Results of The National Medicare Study, Independence At Home, Validate Housecall Providers’ Service Model

June 19, 2015

First year results from a three-year Affordable Care Act study, Independence At Home (IAH) Demonstration, revealed that medical providers that offer primary care services in the home setting to patients with multiple chronic conditions and impairments saved Medicare more than $25 million. Portland-based, Housecall Providers showed a 32% savings over the control group, which did not receive home based primary care. This represents savings of $1,133 per patient every month. For meeting all six-quality measures associated with the treatment of its IAH patients, the nonprofit received approximately $1.2 million as its share of the cost savings.

“The study results confirm what we have believed for 20 years – that home-based medicine for the highest utilizers of Medicare services delivers better care and better health at a lower cost,” said Terri Hobbs, executive director, Housecall Providers. “This is a turning point for the way this population receives medical care in the future.”

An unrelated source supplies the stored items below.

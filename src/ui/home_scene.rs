use super::game_common::format_thousands;
use ratatui::{
    layout::{Alignment, Constraint, Direction, Layout, Rect},
    style::{Color, Modifier, Style},
    text::{Line, Span},
    widgets::{Block, Borders, Paragraph},
    Frame,
};

#[derive(Debug, Clone, Copy, PartialEq, Eq)]
pub enum MenuItem {
    Play,
    Quit,
}

impl MenuItem {
    pub const ALL: [MenuItem; 2] = [MenuItem::Play, MenuItem::Quit];

    fn label(self) -> &'static str {
        match self {
            Self::Play => "Play",
            Self::Quit => "Quit",
        }
    }
}

/// Totals shown on the home screen, kept for the lifetime of the process.
#[derive(Debug, Clone, Copy, Default, PartialEq, Eq)]
pub struct HomeStats {
    pub balance: u64,
    pub best_score: u64,
    pub runs: u32,
}

pub struct HomeScreen {
    pub selected_index: usize,
}

impl HomeScreen {
    pub fn new() -> Self {
        Self { selected_index: 0 }
    }

    pub fn selected(&self) -> MenuItem {
        MenuItem::ALL[self.selected_index.min(MenuItem::ALL.len() - 1)]
    }

    pub fn move_up(&mut self) {
        self.selected_index = self.selected_index.saturating_sub(1);
    }

    pub fn move_down(&mut self) {
        self.selected_index = (self.selected_index + 1).min(MenuItem::ALL.len() - 1);
    }

    pub fn draw(&self, f: &mut Frame, area: Rect, stats: &HomeStats) {
        let chunks = Layout::default()
            .direction(Direction::Vertical)
            .margin(1)
            .constraints([
                Constraint::Length(7), // Title art
                Constraint::Length(4), // Stats
                Constraint::Min(4),    // Menu
                Constraint::Length(2), // Controls
            ])
            .split(area);

        self.draw_title(f, chunks[0]);
        self.draw_stats(f, chunks[1], stats);
        self.draw_menu(f, chunks[2]);
        self.draw_controls(f, chunks[3]);
    }

    fn draw_title(&self, f: &mut Frame, area: Rect) {
        let art = [
            r"  _                        ___                          ",
            r" | |   __ _ _ _  ___      | _ \_  _ _ _  _ _  ___ _ _  ",
            r" | |__/ _` | ' \/ -_)     |   / || | ' \| ' \/ -_) '_| ",
            r" |____\__,_|_||_\___|     |_|_\\_,_|_||_|_||_\___|_|   ",
        ];
        let mut lines: Vec<Line> = art
            .iter()
            .map(|row| {
                Line::from(Span::styled(
                    *row,
                    Style::default()
                        .fg(Color::LightYellow)
                        .add_modifier(Modifier::BOLD),
                ))
            })
            .collect();
        lines.push(Line::from(""));
        lines.push(Line::from(Span::styled(
            "Dodge the trains. Grab the coins.",
            Style::default().fg(Color::DarkGray),
        )));

        f.render_widget(Paragraph::new(lines).alignment(Alignment::Center), area);
    }

    fn draw_stats(&self, f: &mut Frame, area: Rect, stats: &HomeStats) {
        let label = Style::default().fg(Color::DarkGray);
        let line = Line::from(vec![
            Span::styled("Coins ", label),
            Span::styled(
                format!("{} $", format_thousands(stats.balance)),
                Style::default().fg(Color::Rgb(255, 215, 0)),
            ),
            Span::styled("    Best ", label),
            Span::styled(
                format_thousands(stats.best_score),
                Style::default().fg(Color::White).add_modifier(Modifier::BOLD),
            ),
            Span::styled("    Runs ", label),
            Span::styled(stats.runs.to_string(), Style::default().fg(Color::White)),
        ]);

        let block = Block::default()
            .borders(Borders::ALL)
            .border_style(Style::default().fg(Color::DarkGray));
        f.render_widget(
            Paragraph::new(line).alignment(Alignment::Center).block(block),
            area,
        );
    }

    fn draw_menu(&self, f: &mut Frame, area: Rect) {
        let mut lines = vec![Line::from("")];
        for (i, item) in MenuItem::ALL.iter().enumerate() {
            let is_selected = i == self.selected_index;
            let marker = if is_selected { "> " } else { "  " };
            let style = if is_selected {
                Style::default()
                    .fg(Color::Yellow)
                    .add_modifier(Modifier::BOLD)
            } else {
                Style::default().fg(Color::White)
            };
            lines.push(Line::from(Span::styled(
                format!("{}{}", marker, item.label()),
                style,
            )));
        }
        f.render_widget(Paragraph::new(lines).alignment(Alignment::Center), area);
    }

    fn draw_controls(&self, f: &mut Frame, area: Rect) {
        let line = Line::from(vec![
            Span::styled("[↑/↓]", Style::default().fg(Color::White)),
            Span::styled(" Select  ", Style::default().fg(Color::DarkGray)),
            Span::styled("[Enter]", Style::default().fg(Color::White)),
            Span::styled(" Confirm  ", Style::default().fg(Color::DarkGray)),
            Span::styled("[Q]", Style::default().fg(Color::White)),
            Span::styled(" Quit", Style::default().fg(Color::DarkGray)),
        ]);
        f.render_widget(Paragraph::new(line).alignment(Alignment::Center), area);
    }
}

#[cfg(test)]
mod tests {
    use super::*;

    #[test]
    fn test_menu_navigation_clamps() {
        let mut home = HomeScreen::new();
        assert_eq!(home.selected(), MenuItem::Play);
        home.move_up();
        assert_eq!(home.selected(), MenuItem::Play);
        home.move_down();
        home.move_down();
        assert_eq!(home.selected(), MenuItem::Quit);
    }
}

Portland-based Housecall Providers, a nonprofit primary and hospice medical provider dedicated to serving patients at home, was one of 17 medical sites included in the Independence at Home study, which served over 8,400 Medicare beneficiaries. The complete study results are available here: http://innovation.cms.gov/Files/x/iah-yroneresults.pdf

U.S. Sen. Ron Wyden, who co-sponsored the legislation that created Independence at Home, invited Housecall Providers to participate in the study. “The potential for billions in Medicare savings that Independence at Home represents will only be realized if the best healthcare practices are put in place,” Senator Ron Wyden said. “Housecall Providers is a national leader in home-based medicine and I congratulate their outstanding performance in this demonstration project.”

Housecall Providers is one of four organizations that met all six-quality measures for reimbursement. Center for Medicare and Medicaid Services (CMS) has agreed to share a percentage of the savings realized by the participants for meeting at least three quality measures.

The quality measures tied to medical site payment are:
• Hospitalizations and Emergency Room visits – Must reduce the rate of ED visits and hospital admissions as a result of Ambulatory Care Sensitive Conditions, namely, COPD, CHF and diabetes. This is possible through appropriate care management of complex health problems.
• 30-day hospital readmission rates – Must reduce the rate of all-cause hospital readmissions within 30 days of initial discharge to a rate below that of a clinically similar but unmanaged population as defined by CMS. This readmission rate is a key measurement of the cost to treat this patient population, and reducing it has been among Medicare’s [Centers for Medicare and Medicaid Services] national priorities.
• Medication management – 50% or more of all ED visits and hospitalizations require medication reconciliation in the home within 48 hours of the patient returning home.
• Contact with beneficiaries :
       o 50% or more of all hospital admissions require a follow-up contact with the patient, caregiver or hospital.
       o 50% or more of all emergency department (ED) visits require a telephone call or in-home visit with the patient or caregiver in 48 hours of the patient       returning home, while hospital discharges must have an in-home visit within that 48 hours.
• Patient preferences for their treatment wishes – Must include the patient’s preferences in care discussions in 80% or more of the IAH patients each year. This results in care guided by patient and family.

The medical sites that participated in IAH were challenged to provide high quality care while reducing costs to treat the nation’s sickest patients, many who fall into the category of 5 percent of the Medicare population that uses 50 percent of the funds.

Individual participants in IAH must:
• Have two or more chronic conditions
• Have coverage from original, fee-for-service (FFS) Medicare
• Need assistance with two or more functional dependencies (e.g., walking or feeding)
• Have had a non-elective hospital admission within the last 12 months
• Have received acute or subacute rehabilitation services in the last 12 months

“We want to recognize Senator Wyden for his leadership in moving this demonstration forward. These individuals will receive better care and the taxpayer will spend less to treat them where they are most comfortable – in their home,” Hobbs stated.